Additionally, I’m still waiting to get a little more explanation as to what exactly Norman’s aspirations are now that he’s stomping around and murdering people again. Obviously, evil people do evil stuff, and sometimes that’s all the motivation a character needs. But Norman has always been a cut above your standard bad guy. Over the span of 160+ Peter-led Ultimate Spider-Man issues, Norman’s objective always appeared o be laser focused on eliminating the teenager who was accidentally bitten by one of his radioactive spiders and give super powers. At this juncture, it isn’t totally clear if Norman realizes that another kid was bitten by one of his spiders, and while it looks like the fight is on between he and Miles at the end of Ultimate #3, it could just be a case of Miles being in the wrong place at the wrong time.
What Bendis does accomplish with his script is the reestablishment of the Goblin as an absolutely terrifying force of nature. Every layer that’s peeled away with the Goblin in this issue is just pitch perfect in terms of its tone. From Ben Urich bursting into the Daily Bugle newsroom announcing that Norman is alive, to the (assumed) murder of former S.H.I.E.L.D. director Monica Chang (which had a more intimate and personal feel to it than some of the Goblin attacks in the previous two issues, Osborn is put on a pedestal that entrenches him as dire threat to everyone’s well-being.
The terror is tied together when Miles confronts Norman in front of Aunt May’s house, and before he can mount any kind of offense, he is instantly struck by the fact that he is standing in the same exact spot where his predecessor, Peter, was killed. The scene brings Miles’s journey as a reluctant hero full circle and sets the stage for the remaining issues of this arc to be a defining moment in this young character’s career.

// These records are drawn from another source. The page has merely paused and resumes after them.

pub mod auth;
pub mod rest;
pub mod ws;

use std::sync::Arc;

use tokio::net::TcpListener;
use tracing::info;

use crate::broadcast::BroadcastSink;
use crate::status::StatusProvider;

/// Shared state handed to every axum route: a read-only status view plus a
/// handle to subscribe to the broadcast channel. Never a reference back into
/// the coordinator's mutable state.
#[derive(Clone)]
pub struct ApiState {
    pub status: Arc<dyn StatusProvider>,
    pub broadcast: Arc<dyn BroadcastSink>,
}

/// Bind and serve the dashboard HTTP surface until `shutdown` resolves.
pub async fn serve(
    bind_addr: &str,
    state: ApiState,
    shutdown: impl std::future::Future<Output = ()> + Send + 'static,
) -> anyhow::Result<()> {
    let app = rest::router(state);
    let listener = TcpListener::bind(bind_addr).await?;
    info!(addr = bind_addr, "dashboard server listening");
    axum::serve(listener, app).with_graceful_shutdown(shutdown).await?;
    Ok(())
}
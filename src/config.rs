// =============================================================================
// Configuration — TOML document + env-sourced secrets
// =============================================================================
//
// `CONFIG_PATH` selects the document (default "config.toml"). Every field
// carries a serde default so that adding a field never breaks loading an
// older file — the same forward-compatibility posture as the JSON
// RuntimeConfig this is adapted from, just over a section-per-concern TOML
// document instead of one flat JSON blob.
//
// API credentials are never part of the document: `binance.api_key_env` /
// `binance.api_secret_env` name the environment variables that hold them.
// =============================================================================

use std::path::Path;

use anyhow::{bail, Context, Result};
use serde::{Deserialize, Serialize};

use crate::model::PositionSizeMethod;

fn default_symbol() -> String {
    "BTCUSDT".to_string()
}
fn default_leverage() -> u32 {
    5
}
fn default_margin_mode() -> String {
    "CROSSED".to_string()
}
fn default_position_size_method() -> PositionSizeMethod {
    PositionSizeMethod::FixedFraction
}
fn default_position_size_fraction() -> f64 {
    0.10
}
fn default_kelly_fraction() -> f64 {
    0.25
}
fn default_max_position_size_usd() -> f64 {
    1000.0
}
fn default_min_position_size_usd() -> f64 {
    10.0
}
fn default_max_open_positions() -> u32 {
    1
}
fn default_max_daily_trades() -> u32 {
    20
}
fn default_min_trade_interval_seconds() -> u64 {
    300
}
fn default_stop_loss_percent() -> f64 {
    0.02
}
fn default_take_profit_percent() -> f64 {
    0.05
}

#[derive(Debug, Clone, Serialize, Deserialize)]
pub struct TradingConfig {
    #[serde(default = "default_symbol")]
    pub symbol: String,
    #[serde(default = "default_leverage")]
    pub leverage: u32,
    #[serde(default = "default_margin_mode")]
    pub margin_mode: String,
    #[serde(default = "default_position_size_method")]
    pub position_size_method: PositionSizeMethod,
    #[serde(default = "default_position_size_fraction")]
    pub position_size_fraction: f64,
    #[serde(default = "default_kelly_fraction")]
    pub kelly_fraction: f64,
    #[serde(default = "default_max_position_size_usd")]
    pub max_position_size_usd: f64,
    #[serde(default = "default_min_position_size_usd")]
    pub min_position_size_usd: f64,
    #[serde(default = "default_max_open_positions")]
    pub max_open_positions: u32,
    #[serde(default = "default_max_daily_trades")]
    pub max_daily_trades: u32,
    #[serde(default = "default_min_trade_interval_seconds")]
    pub min_trade_interval_seconds: u64,
    #[serde(default = "default_stop_loss_percent")]
    pub stop_loss_percent: f64,
    #[serde(default = "default_take_profit_percent")]
    pub take_profit_percent: f64,
}

impl Default for TradingConfig {
    fn default() -> Self {
        Self {
            symbol: default_symbol(),
            leverage: default_leverage(),
            margin_mode: default_margin_mode(),
            position_size_method: default_position_size_method(),
            position_size_fraction: default_position_size_fraction(),
            kelly_fraction: default_kelly_fraction(),
            max_position_size_usd: default_max_position_size_usd(),
            min_position_size_usd: default_min_position_size_usd(),
            max_open_positions: default_max_open_positions(),
            max_daily_trades: default_max_daily_trades(),
            min_trade_interval_seconds: default_min_trade_interval_seconds(),
            stop_loss_percent: default_stop_loss_percent(),
            take_profit_percent: default_take_profit_percent(),
        }
    }
}

fn default_max_daily_loss_percent() -> f64 {
    0.10
}
fn default_max_daily_loss_usd() -> f64 {
    500.0
}
fn default_emergency_shutdown_loss_percent() -> f64 {
    0.20
}
fn default_max_total_exposure_usd() -> f64 {
    5000.0
}
fn default_max_leverage_allowed() -> u32 {
    5
}
fn default_circuit_breaker_consecutive_losses() -> u32 {
    5
}
fn default_circuit_breaker_cooldown_seconds() -> u64 {
    3600
}
fn default_true() -> bool {
    true
}

#[derive(Debug, Clone, Serialize, Deserialize)]
pub struct SafetyConfig {
    #[serde(default = "default_max_daily_loss_percent")]
    pub max_daily_loss_percent: f64,
    #[serde(default = "default_max_daily_loss_usd")]
    pub max_daily_loss_usd: f64,
    #[serde(default = "default_emergency_shutdown_loss_percent")]
    pub emergency_shutdown_loss_percent: f64,
    #[serde(default = "default_max_total_exposure_usd")]
    pub max_total_exposure_usd: f64,
    #[serde(default = "default_max_leverage_allowed")]
    pub max_leverage_allowed: u32,
    #[serde(default = "default_circuit_breaker_consecutive_losses")]
    pub circuit_breaker_consecutive_losses: u32,
    #[serde(default = "default_circuit_breaker_cooldown_seconds")]
    pub circuit_breaker_cooldown_seconds: u64,
    #[serde(default = "default_true")]
    pub circuit_breaker_reset_on_win: bool,
    #[serde(default)]
    pub close_positions_on_shutdown: bool,
}

impl Default for SafetyConfig {
    fn default() -> Self {
        Self {
            max_daily_loss_percent: default_max_daily_loss_percent(),
            max_daily_loss_usd: default_max_daily_loss_usd(),
            emergency_shutdown_loss_percent: default_emergency_shutdown_loss_percent(),
            max_total_exposure_usd: default_max_total_exposure_usd(),
            max_leverage_allowed: default_max_leverage_allowed(),
            circuit_breaker_consecutive_losses: default_circuit_breaker_consecutive_losses(),
            circuit_breaker_cooldown_seconds: default_circuit_breaker_cooldown_seconds(),
            circuit_breaker_reset_on_win: true,
            close_positions_on_shutdown: false,
        }
    }
}
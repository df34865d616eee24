// =============================================================================
// BroadcastSink — push status updates to dashboard subscribers
// =============================================================================
//
// Backed by a `tokio::sync::broadcast` channel: one producer (the
// Coordinator), many consumers (WebSocket connections in api/ws.rs). A slow
// or disconnected subscriber never blocks the heartbeat — `send` on a
// broadcast channel never awaits a reader.
// =============================================================================

use async_trait::async_trait;
use chrono::{DateTime, Utc};
use serde::{Deserialize, Serialize};
use tokio::sync::broadcast;
use tracing::debug;

use crate::model::{Action, EnsembleDecision, Trade};

/// Typed broadcast payloads, each stamped with a UTC timestamp.
#[derive(Debug, Clone, Serialize, Deserialize)]
#[serde(tag = "type", rename_all = "snake_case")]
pub enum BroadcastMessage {
    StatusUpdate {
        timestamp: DateTime<Utc>,
        running: bool,
        open_trades: u32,
        circuit_breaker_active: bool,
    },
    Decision {
        timestamp: DateTime<Utc>,
        action: Action,
        confidence: f64,
        reasoning: String,
    },
    TradeOpened {
        timestamp: DateTime<Utc>,
        trade_id: String,
        symbol: String,
        entry_price: f64,
        quantity: f64,
    },
    TradeClosed {
        timestamp: DateTime<Utc>,
        trade_id: String,
        pnl: f64,
        pnl_percent: f64,
    },
}

impl BroadcastMessage {
    pub fn decision(decision: &EnsembleDecision) -> Self {
        Self::Decision {
            timestamp: Utc::now(),
            action: decision.action,
            confidence: decision.confidence,
            reasoning: decision.reasoning.clone(),
        }
    }

    pub fn trade_opened(symbol: &str, trade: &Trade) -> Self {
        Self::TradeOpened {
            timestamp: Utc::now(),
            trade_id: trade.id.clone(),
            symbol: symbol.to_string(),
            entry_price: trade.entry_price,
            quantity: trade.quantity,
        }
    }

    pub fn trade_closed(trade: &Trade) -> Self {
        Self::TradeClosed {
            timestamp: Utc::now(),
            trade_id: trade.id.clone(),
            pnl: trade.pnl.unwrap_or(0.0),
            pnl_percent: trade.pnl_percent.unwrap_or(0.0),
        }
    }
}

#[async_trait]
pub trait BroadcastSink: Send + Sync {
    fn publish(&self, message: BroadcastMessage);
    fn subscriber_count(&self) -> usize;
    fn subscribe(&self) -> broadcast::Receiver<BroadcastMessage>;
}

pub struct ChannelBroadcastSink {
    tx: broadcast::Sender<BroadcastMessage>,
}

impl ChannelBroadcastSink {
    pub fn new(capacity: usize) -> Self {
        let (tx, _rx) = broadcast::channel(capacity);
        Self { tx }
    }
}

impl BroadcastSink for ChannelBroadcastSink {
    fn publish(&self, message: BroadcastMessage) {
        // `send` errors only when there are zero subscribers; that's a
        // routine state (no dashboard client connected yet), not a failure.
        if self.tx.send(message).is_err() {
            debug!("broadcast published with no subscribers");
        }
    }

    fn subscriber_count(&self) -> usize {
        self.tx.receiver_count()
    }

    fn subscribe(&self) -> broadcast::Receiver<BroadcastMessage> {
        self.tx.subscribe()
    }
}

#[cfg(test)]
mod tests {
    use super::*;

    #[tokio::test]
    async fn subscriber_receives_published_message() {
        let sink = ChannelBroadcastSink::new(16);
        let mut rx = sink.subscribe();
        assert_eq!(sink.subscriber_count(), 1);

        sink.publish(BroadcastMessage::StatusUpdate {
            timestamp: Utc::now(),
            running: true,
            open_trades: 0,
            circuit_breaker_active: false,
        });

        let received = rx.recv().await.unwrap();
        matches!(received, BroadcastMessage::StatusUpdate { .. });
    }

    #[test]
    fn publish_without_subscribers_does_not_panic() {
        let sink = ChannelBroadcastSink::new(16);
        sink.publish(BroadcastMessage::StatusUpdate {
            timestamp: Utc::now(),
            running: true,
            open_trades: 0,
            circuit_breaker_active: false,
        });
    }
}
pub mod client;
pub mod order_store;
pub mod rate_limiter;

pub use client::{AccountSnapshot, ExchangeClient, OrderRequest, SymbolConfig};
pub use order_store::OrderStore;
pub use rate_limiter::RateLimiter;
// =============================================================================
// Position sizing — §4.3.1
// =============================================================================

use crate::model::{PositionSize, PositionSizeMethod};

pub struct SizingInputs {
    pub method: PositionSizeMethod,
    pub position_size_fraction: f64,
    pub kelly_fraction: f64,
    pub max_position_size_usd: f64,
    pub min_position_size_usd: f64,
    pub max_leverage: u32,
}

pub struct KellyStats {
    pub win_rate: f64,
    pub avg_win: f64,
    pub avg_loss: f64,
}

pub fn calculate_position_size(
    inputs: &SizingInputs,
    current_price: f64,
    account_balance: f64,
    leverage: u32,
    kelly_stats: Option<KellyStats>,
) -> PositionSize {
    let leverage = leverage.min(inputs.max_leverage);

    let (mut size_usd, risk_percent, kelly_f) = match inputs.method {
        PositionSizeMethod::FixedFraction => (
            account_balance * inputs.position_size_fraction,
            inputs.position_size_fraction,
            None,
        ),
        PositionSizeMethod::Kelly => match kelly_stats {
            Some(stats) if stats.avg_loss > 0.0 => {
                // Kelly criterion: f* = (p*b - q) / b, b = |avgWin/avgLoss|.
                let b = (stats.avg_win / stats.avg_loss).abs();
                let q = 1.0 - stats.win_rate;
                let raw_f = (stats.win_rate * b - q) / b;
                let clamped = raw_f.clamp(0.0, 1.0);
                let scaled = clamped * inputs.kelly_fraction;
                (account_balance * scaled, scaled, Some(scaled))
            }
            _ => (
                account_balance * inputs.position_size_fraction,
                inputs.position_size_fraction,
                None,
            ),
        },
        PositionSizeMethod::FixedAmount => {
            let size = inputs.max_position_size_usd;
            let pct = if account_balance > 0.0 { size / account_balance } else { 0.0 };
            (size, pct, None)
        }
    };

    size_usd = size_usd.min(inputs.max_position_size_usd);

    let quantity = if size_usd < inputs.min_position_size_usd {
        size_usd = 0.0;
        0.0
    } else if current_price > 0.0 {
        (size_usd * leverage as f64) / current_price
    } else {
        0.0
    };

    PositionSize {
        quantity,
        size_usd,
        leverage,
        method: inputs.method,
        risk_percent,
        kelly_fraction: kelly_f,
    }
}

/// Stop-loss/take-profit prices around an entry, per config percentages.
pub fn calculate_stop_take_prices(
    entry_price: f64,
    is_buy: bool,
    stop_loss_percent: f64,
    take_profit_percent: f64,
) -> (f64, f64) {
    if is_buy {
        (
            entry_price * (1.0 - stop_loss_percent),
            entry_price * (1.0 + take_profit_percent),
        )
    } else {
        (
            entry_price * (1.0 + stop_loss_percent),
            entry_price * (1.0 - take_profit_percent),
        )
    }
}

#[cfg(test)]
mod tests {
    use super::*;

    fn inputs(method: PositionSizeMethod) -> SizingInputs {
        SizingInputs {
            method,
            position_size_fraction: 0.10,
            kelly_fraction: 0.25,
            max_position_size_usd: 10_000.0,
            min_position_size_usd: 10.0,
            max_leverage: 10,
        }
    }

    /// S1 — Fixed-fraction sizing: equity=10000, price=50000, f=0.10.
    #[test]
    fn s1_fixed_fraction_scenario() {
        let size = calculate_position_size(
            &inputs(PositionSizeMethod::FixedFraction),
            50_000.0,
            10_000.0,
            1,
            None,
        );
        assert!((size.size_usd - 1000.0).abs() < 1e-9);
        assert!((size.quantity - 0.02).abs() < 1e-9);
    }

    /// S2 — Kelly sizing: equity=10000, price=50000, winRate=0.60,
    /// avgWin=0.05, avgLoss=0.02, kellyFraction=0.25 ->
    /// b=2.5, f*=0.44, scaled=0.11, size=1100, quantity=0.022.
    #[test]
    fn s2_kelly_scenario() {
        let size = calculate_position_size(
            &inputs(PositionSizeMethod::Kelly),
            50_000.0,
            10_000.0,
            1,
            Some(KellyStats { win_rate: 0.60, avg_win: 0.05, avg_loss: 0.02 }),
        );
        assert!((size.kelly_fraction.unwrap() - 0.11).abs() < 0.001);
        assert!((size.size_usd - 1100.0).abs() < 1.0);
        assert!((size.quantity - 0.022).abs() < 0.0001);
    }

    #[test]
    fn kelly_falls_back_to_fixed_fraction_without_stats() {
        let size = calculate_position_size(&inputs(PositionSizeMethod::Kelly), 50_000.0, 10_000.0, 1, None);
        assert!((size.size_usd - 1000.0).abs() < 1e-9);
        assert!(size.kelly_fraction.is_none());
    }

    #[test]
    fn size_below_minimum_is_zeroed() {
        let mut cfg = inputs(PositionSizeMethod::FixedFraction);
        cfg.position_size_fraction = 0.0001;
        let size = calculate_position_size(&cfg, 50_000.0, 10_000.0, 1, None);
        assert_eq!(size.size_usd, 0.0);
        assert_eq!(size.quantity, 0.0);
    }

    #[test]
    fn leverage_is_capped_at_configured_maximum() {
        let size = calculate_position_size(&inputs(PositionSizeMethod::FixedFraction), 50_000.0, 10_000.0, 50, None);
        assert_eq!(size.leverage, 10);
    }

    #[test]
    fn stop_take_prices_for_buy_and_sell() {
        let (sl, tp) = calculate_stop_take_prices(100.0, true, 0.02, 0.05);
        assert!((sl - 98.0).abs() < 1e-9);
        assert!((tp - 105.0).abs() < 1e-9);

        let (sl, tp) = calculate_stop_take_prices(100.0, false, 0.02, 0.05);
        assert!((sl - 102.0).abs() < 1e-9);
        assert!((tp - 95.0).abs() < 1e-9);
    }
}
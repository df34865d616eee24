// =============================================================================
// Rate limiter — token buckets for the general request budget and the order
// budget, §4.4.1
// =============================================================================
//
// Unlike the passive header-driven tracker this replaces, callers must be
// able to block until a token is available rather than merely query whether
// one is. Each bucket refills continuously at `capacity / 60s` tokens per
// millisecond and is capped at `capacity`; `acquire` loops between checking
// the bucket and sleeping (via the injectable `Clock`) for exactly the
// deficit's refill time, so no caller ever busy-polls.
// =============================================================================

use std::time::Duration;

use parking_lot::Mutex;
use tracing::debug;

use crate::clock::Clock;
use crate::config::BinanceConfig;

struct BucketState {
    available: f64,
    last_refill_ms: i64,
}

struct TokenBucket {
    name: &'static str,
    capacity: f64,
    refill_per_ms: f64,
    state: Mutex<BucketState>,
}

impl TokenBucket {
    fn new(name: &'static str, capacity: f64, refill_per_minute: f64, now_ms: i64) -> Self {
        Self {
            name,
            capacity,
            refill_per_ms: refill_per_minute / 60_000.0,
            state: Mutex::new(BucketState { available: capacity, last_refill_ms: now_ms }),
        }
    }

    fn refill_locked(&self, state: &mut BucketState, now_ms: i64) {
        let elapsed = (now_ms - state.last_refill_ms).max(0) as f64;
        state.available = (state.available + elapsed * self.refill_per_ms).min(self.capacity);
        state.last_refill_ms = now_ms;
    }

    /// Duration until `count` tokens are available, zero if already available.
    fn wait_for(&self, count: f64, now_ms: i64) -> Duration {
        let mut state = self.state.lock();
        self.refill_locked(&mut state, now_ms);
        if state.available >= count {
            Duration::ZERO
        } else {
            let deficit = count - state.available;
            Duration::from_millis((deficit / self.refill_per_ms).ceil() as u64)
        }
    }

    async fn acquire(&self, clock: &dyn Clock, count: f64) {
        loop {
            let now_ms = clock.now_ms();
            let wait = {
                let mut state = self.state.lock();
                self.refill_locked(&mut state, now_ms);
                if state.available >= count {
                    state.available -= count;
                    None
                } else {
                    let deficit = count - state.available;
                    Some(Duration::from_millis((deficit / self.refill_per_ms).ceil() as u64))
                }
            };
            match wait {
                None => return,
                Some(d) => {
                    debug!(bucket = self.name, wait_ms = d.as_millis() as u64, "rate limit budget exhausted");
                    clock.sleep(d).await;
                }
            }
        }
    }
}

/// Two independent budgets: the general request weight (Binance's
/// `X-MBX-USED-WEIGHT-1M`) and the order-placement rate.
pub struct RateLimiter {
    general: TokenBucket,
    orders: TokenBucket,
}

impl RateLimiter {
    pub fn new(config: &BinanceConfig, now_ms: i64) -> Self {
        let general_capacity = config.rate_limit_per_minute as f64 * config.rate_limit_buffer;
        let orders_per_minute = config.rate_limit_orders_per_10s as f64 * 6.0;
        Self {
            general: TokenBucket::new("general", general_capacity, general_capacity, now_ms),
            orders: TokenBucket::new("orders", orders_per_minute, orders_per_minute, now_ms),
        }
    }

    pub async fn acquire_request(&self, clock: &dyn Clock, weight: f64) {
        self.general.acquire(clock, weight).await;
    }

    pub async fn acquire_order(&self, clock: &dyn Clock) {
        self.orders.acquire(clock, 1.0).await;
    }
}

#[cfg(test)]
mod tests {
    use super::*;
    use crate::clock::TestClock;

    /// S6 — capacity 10, refill 10/min: 15 back-to-back acquires at t=0
    /// complete the first 10 immediately, then one every 6s.
    #[tokio::test]
    async fn s6_token_bucket_refill_scenario() {
        let clock = TestClock::new(0);
        let bucket = TokenBucket::new("test", 10.0, 10.0, 0);

        for _ in 0..10 {
            assert_eq!(bucket.wait_for(1.0, clock.now_ms()), Duration::ZERO);
            bucket.acquire(&clock, 1.0).await;
        }

        for i in 1..=5 {
            bucket.acquire(&clock, 1.0).await;
            assert_eq!(clock.now_ms(), i * 6_000);
        }
    }

    #[test]
    fn wait_for_reports_zero_when_capacity_available() {
        let bucket = TokenBucket::new("test", 10.0, 10.0, 0);
        assert_eq!(bucket.wait_for(5.0, 0), Duration::ZERO);
    }

    #[test]
    fn wait_for_computes_deficit_refill_time() {
        let bucket = TokenBucket::new("test", 10.0, 10.0, 0);
        {
            let mut state = bucket.state.lock();
            state.available = 0.0;
            state.last_refill_ms = 0;
        }
        assert_eq!(bucket.wait_for(3.0, 0), Duration::from_millis(18_000));
    }
}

Meanwhile, Bendis continues to deliver on developing Miles’s character when he’s not under the mask. The scene where he attempts to tell his girlfriend Katie about his secret identity as Spider-Man is as authentic and genuine as anything we have ever seen from Peter in the “mainstream” 616 universe. Bendis is being absolutely certain to demonstrate the tremendous difficulties and strain being a superhero places on a young adult trying to find his footing in the world. Just a few issues earlier, Mary Jane warned Miles that while telling Katie about being Spider-Man was the “right” thing to do, he had to be sure that he was committed to riding things out with his girlfriend regardless of her reaction.
Bendis takes the riskier, but ultimately more rewarding route of having Katie being horrified by this reveal (or at least shocked enough that she needs to run away from Miles without saying a word in response). Bendis could have copped out and just had Katie nod her head and smile when hearing this news and I don’t think anyone would have batted an eyelash, but instead the writer continues to understand that at the core of Spider-Man’s “with great power there must also come great responsibility” mantra, is the fact that the right thing to do is rarely the easiest thing to do, nor does it usually produce the most satisfying results on a personal/social level.